Work to be completed
Count every line in the entries that holds the word "violation". The reply is that count alone.
── Supplied material ──
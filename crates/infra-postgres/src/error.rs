// sqlx error mapping
//
// Orphan rules prevent `From<sqlx::Error> for EngineError` here, so
// every query goes through this helper.

use queue_sdk_core::port::EngineError;

/// Convert sqlx::Error to EngineError with the Postgres error class attached
pub(crate) fn map_sqlx_error(err: sqlx::Error) -> EngineError {
    match &err {
        sqlx::Error::Database(db_err) => match db_err.code().as_deref() {
            // https://www.postgresql.org/docs/current/errcodes-appendix.html
            Some("23505") => EngineError::Database(format!(
                "Unique constraint violation: {}",
                db_err.message()
            )),
            Some("23503") => EngineError::Database(format!(
                "Foreign key constraint violation: {}",
                db_err.message()
            )),
            Some("40001") | Some("40P01") => EngineError::Database(format!(
                "Transaction conflict: {}",
                db_err.message()
            )),
            Some("57P01") | Some("57P02") | Some("57P03") => {
                EngineError::Unavailable(format!("Server shutting down: {}", db_err.message()))
            }
            Some("28P01") | Some("28000") => {
                EngineError::Unavailable(format!("Authentication failed: {}", db_err.message()))
            }
            Some(code) => {
                EngineError::Database(format!("Database error [{}]: {}", code, db_err.message()))
            }
            None => EngineError::Database(format!("Database error: {}", db_err.message())),
        },
        sqlx::Error::PoolTimedOut => {
            EngineError::Unavailable("Timed out waiting for a database connection".to_string())
        }
        sqlx::Error::PoolClosed => EngineError::Unavailable("Connection pool closed".to_string()),
        sqlx::Error::Io(e) => EngineError::Unavailable(format!("I/O error: {}", e)),
        sqlx::Error::Tls(e) => EngineError::Unavailable(format!("TLS error: {}", e)),
        sqlx::Error::RowNotFound => EngineError::NotFound("Row not found".to_string()),
        sqlx::Error::ColumnNotFound(col) => {
            EngineError::Internal(format!("Column not found: {}", col))
        }
        sqlx::Error::ColumnDecode { index, source } => {
            EngineError::Internal(format!("Failed to decode column {}: {}", index, source))
        }
        _ => EngineError::Database(err.to_string()),
    }
}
───
Solution to the problem
2